In the data below, find every line that has the string "Deserialize", and copy it.

INFORMATION Start Marker

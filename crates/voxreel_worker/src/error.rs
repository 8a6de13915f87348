use serde::{Deserialize, Serialize};
use thiserror::Error;

#[derive(Debug, Error)]
pub enum SupervisorError {
    #[error("a task is already running")]
    Busy,

    #[error("failed to spawn worker: {0}")]
    Spawn(#[source] std::io::Error),

    #[error("protocol error: {0}")]
    Protocol(String),

    #[error("IO error: {0}")]
    Io(#[from] std::io::Error),
}

pub type Result<T> = std::result::Result<T, SupervisorError>;

/// Why a task did not succeed.
#[derive(Debug, Clone, PartialEq, Eq, Error, Serialize, Deserialize)]
pub enum TaskError {
    /// The worker reported an error.
    #[error("{0}")]
    Failed(String),

    /// The worker exited without sending a terminal message.
    #[error("worker exited without a result (exit code {code:?})")]
    WorkerCrash { code: Option<i32> },

    #[error("task was cancelled")]
    Terminated,
}
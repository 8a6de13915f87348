use crate::types::{TimeMs, TimedBlock, Transcript};

/// Spread each block's duration evenly across its characters.
///
/// Block text is trimmed and newlines become spaces; blocks left empty
/// contribute neither characters nor timestamps. Character `i` of a block
/// with `k` characters lasting `d` ms is stamped `start + floor(i * d / k)`.
pub fn reconstruct(blocks: &[TimedBlock]) -> Transcript {
    let mut transcript = Transcript::default();

    for block in blocks {
        let text = normalize_block_text(&block.text);
        if text.is_empty() {
            continue;
        }

        let chars: Vec<char> = text.chars().collect();
        let count = chars.len() as i64;
        let duration = (block.end - block.start).0.max(0);

        for i in 0..count {
            transcript
                .timestamps
                .push(block.start + TimeMs(i * duration / count));
        }
        transcript.chars.extend(chars);
    }

    transcript
}

fn normalize_block_text(text: &str) -> String {
    text.trim().replace("\r\n", " ").replace(['\n', '\r'], " ")
}
use crate::protocol::{Job, TerminalStatus, WorkerMessage, WorkerRequest};
use anyhow::{bail, Context};
use serde_json::{json, Value};
use std::io::Write;
use std::sync::mpsc::{self, Receiver, Sender};
use tokio::io::{AsyncBufReadExt, BufReader};
use voxreel_core::report::{CancelFlag, Reporter};
use voxreel_core::resegment::process_subtitle_file;
use voxreel_render::pipeline;

/// Reporter that forwards messages as progress lines on the worker's stdout.
pub struct ChannelReporter {
    tx: Sender<WorkerMessage>,
}

impl ChannelReporter {
    pub fn new(tx: Sender<WorkerMessage>) -> Self {
        Self { tx }
    }
}

impl Reporter for ChannelReporter {
    fn report(&self, message: &str) {
        tracing::info!("{message}");
        let _ = self.tx.send(WorkerMessage::progress(message));
    }

    fn warn(&self, message: &str) {
        tracing::warn!("{message}");
        let _ = self.tx.send(WorkerMessage::progress(format!("warning: {message}")));
    }
}

/// Worker process entry: read one request from stdin, run it, and report
/// progress plus exactly one terminal message on stdout.
pub async fn run_stdio() -> anyhow::Result<()> {
    let mut line = String::new();
    let read = BufReader::new(tokio::io::stdin())
        .read_line(&mut line)
        .await
        .context("failed to read request from stdin")?;
    if read == 0 {
        bail!("no request received on stdin");
    }
    let request: WorkerRequest =
        serde_json::from_str(line.trim()).context("malformed worker request")?;
    let task_id = request.task_id.clone();

    let (tx, rx) = mpsc::channel();
    let writer = std::thread::spawn(move || write_messages(rx));

    let reporter = ChannelReporter::new(tx.clone());
    reporter.report(&format!(
        "worker {} started task {task_id} ({})",
        std::process::id(),
        request.job.kind()
    ));

    let cancel = CancelFlag::new();
    let signals = tokio::spawn(watch_signals(cancel.clone()));

    let outcome =
        tokio::task::spawn_blocking(move || run_job(&request, &reporter, &cancel)).await;
    signals.abort();

    let (status, payload) = match outcome {
        Ok(Ok(value)) => (TerminalStatus::Success, value),
        Ok(Err(message)) => (TerminalStatus::Error, Value::String(message)),
        Err(e) => (
            TerminalStatus::Error,
            Value::String(format!("job thread failed: {e}")),
        ),
    };
    if status == TerminalStatus::Error {
        tracing::error!(task_id = %task_id, "task failed: {payload}");
    }
    let _ = tx.send(WorkerMessage::Terminal {
        task_id,
        status,
        payload,
    });
    drop(tx);

    writer
        .join()
        .map_err(|_| anyhow::anyhow!("stdout writer panicked"))?
        .context("failed to write to stdout")?;
    Ok(())
}

/// Run a job in-process. The error string becomes the terminal payload.
pub fn run_job(
    request: &WorkerRequest,
    reporter: &dyn Reporter,
    cancel: &CancelFlag,
) -> Result<Value, String> {
    match &request.job {
        Job::Composition(job) => {
            let output = pipeline::run(
                &job.params,
                &job.settings,
                request.scratch_root.as_deref(),
                reporter,
                cancel,
            )
            .map_err(|e| e.to_string())?;
            Ok(json!({
                "video": output.video.to_string_lossy(),
                "cover": output.cover.map(|c| c.to_string_lossy().to_string()),
                "captions": output.captions,
            }))
        }
        Job::Resegment(job) => {
            job.layout.validate().map_err(|e| e.to_string())?;
            if cancel.is_cancelled() {
                return Err("cancelled".to_string());
            }
            let captions = process_subtitle_file(&job.input, &job.output, &job.layout, reporter)
                .map_err(|e| e.to_string())?;
            Ok(json!({
                "output": job.output.to_string_lossy(),
                "captions": captions,
            }))
        }
    }
}

fn write_messages(rx: Receiver<WorkerMessage>) -> std::io::Result<()> {
    let stdout = std::io::stdout();
    let mut out = stdout.lock();
    for message in rx {
        let line = message.to_line().map_err(std::io::Error::other)?;
        out.write_all(line.as_bytes())?;
        out.flush()?;
    }
    Ok(())
}

async fn watch_signals(cancel: CancelFlag) {
    #[cfg(unix)]
    {
        use tokio::signal::unix::{signal, SignalKind};
        let mut term = match signal(SignalKind::terminate()) {
            Ok(term) => term,
            Err(e) => {
                tracing::warn!("failed to install SIGTERM handler: {e}");
                return;
            }
        };
        tokio::select! {
            _ = term.recv() => {}
            _ = tokio::signal::ctrl_c() => {}
        }
    }
    #[cfg(not(unix))]
    {
        let _ = tokio::signal::ctrl_c().await;
    }
    tracing::info!("termination requested, cancelling job");
    cancel.cancel();
}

INFORMATION End Marker

» YOUR SOLUTION:
use serde::{Deserialize, Serialize};
#[derive(Debug, Clone, PartialEq, Eq, Error, Serialize, Deserialize)]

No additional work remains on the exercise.